1. Process for the preparation of N-phosphonomethyliminodiacetic acid (PMIDA)

• a) by neutralizing an aqueous solution of the sodium salt of iminodiacetic acid (Na ₂ IDA) with a strong mineral acid at temperatures from 10 to 80 ° C,
• b) subsequent separation of the iminodiacetic acid (IDA) from the reaction solution from step a),
• c) reaction of iminodiacetic acid with formaldehyde and phosphorous acid in aqueous solution in the presence of a strong mineral acid at temperatures from 100 to 150 ° C, optionally under a protective gas atmosphere to N-phosphonomethyliminodiacetic acid and
• d) separation of the phosphonomethyliminodiacetic acid from the reaction solution from stage c), for example by filtration, characterized in that the aqueous reaction solution from stage d) (mother liquor) with small amounts of phosphonomethyliminodiacetic acid, reaction components and by-products from stage c) is returned to the neutralization stage a) .
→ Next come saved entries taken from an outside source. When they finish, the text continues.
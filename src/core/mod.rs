//! Core abstractions for focuslog.
//!
//! This module provides the clock and calendar utilities shared across features.

mod calendar;
mod clock;

pub use calendar::{midnight, CalendarWindow};
pub use clock::{Clock, ManualClock, SystemClock};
2. The method according to claim 1, characterized in that as strong mineral acid in stages a) and c) sulfuric acid or hydrochloric acid starts. 3. Process according to claims 1 and 2, characterized in that in stage a) a pH of 2.0 to 3.0 during neutralization is set.   4. Process according to Claims 1 to 3, characterized in that the concentration of the aqueous solution in stage a) is set to 10 to 54% by weight, based on the sodium salt of iminodiacetic acid (Na ₂ IDA). 5. The method according to claims 1 to 4, characterized in that to iminodiacetic acid (IDA) in step b) by crystallization and subsequent filtration from the reaction solution of step a). 6. The method according to claim 5, characterized in that one Filtrate after crystallization and filtration of the iminodiacetic acid concentrated, the precipitated salt of the strong mineral acid from the aqueous solution removed, for example, by filtration and largely salt-free aqueous solution in the crystallization stage of the Iminodiacetic acid (IDA). 7. The method according to claims 1 to 6, characterized in that the concentration of the aqueous solution in step c) is from 10 to 50 % By weight based on the iminodiacetic acid used. 8. The method according to claims 1 to 7, characterized in that in Step c) 1.0 to 1.05 per equivalent of iminodiacetic acid Equivalents of formaldehyde and phosphorous acid and 0.98 to 1.05 equivalents of strong mineral acid can be used. 9. The method according to claims 1 to 8, characterized in that the reaction solution of stage d) (mother liquor) from 10 to 30 wt .-% strong mineral acid, 1 to 5 wt .-% PMIDA, 0.3 to 2.0 % By weight of H ₃ PO ₃ or H ₃ PO ₄ , 0.3 to 2.0% by weight of formaldehyde, 1, 5 to 5.0% by weight of other organic impurities and the balance water. 10. The method according to claims 1 to 9, characterized in that the reaction solution from stage d) (mother liquor) completely into the Neutralization level a) leads back.   11. The method according to claims 1 to 10, characterized in that the reaction solution from stage d) (mother liquor) before Return to neutralization stage a) up to a water content concentrated from 10 to 40 wt .-%. 12. The method according to claims 1 to 10, characterized in that the recycling of the mother liquor from stage d) in such a way performs that the mother liquor in the implementation of the the following approach in stage a) is used in whole or in part.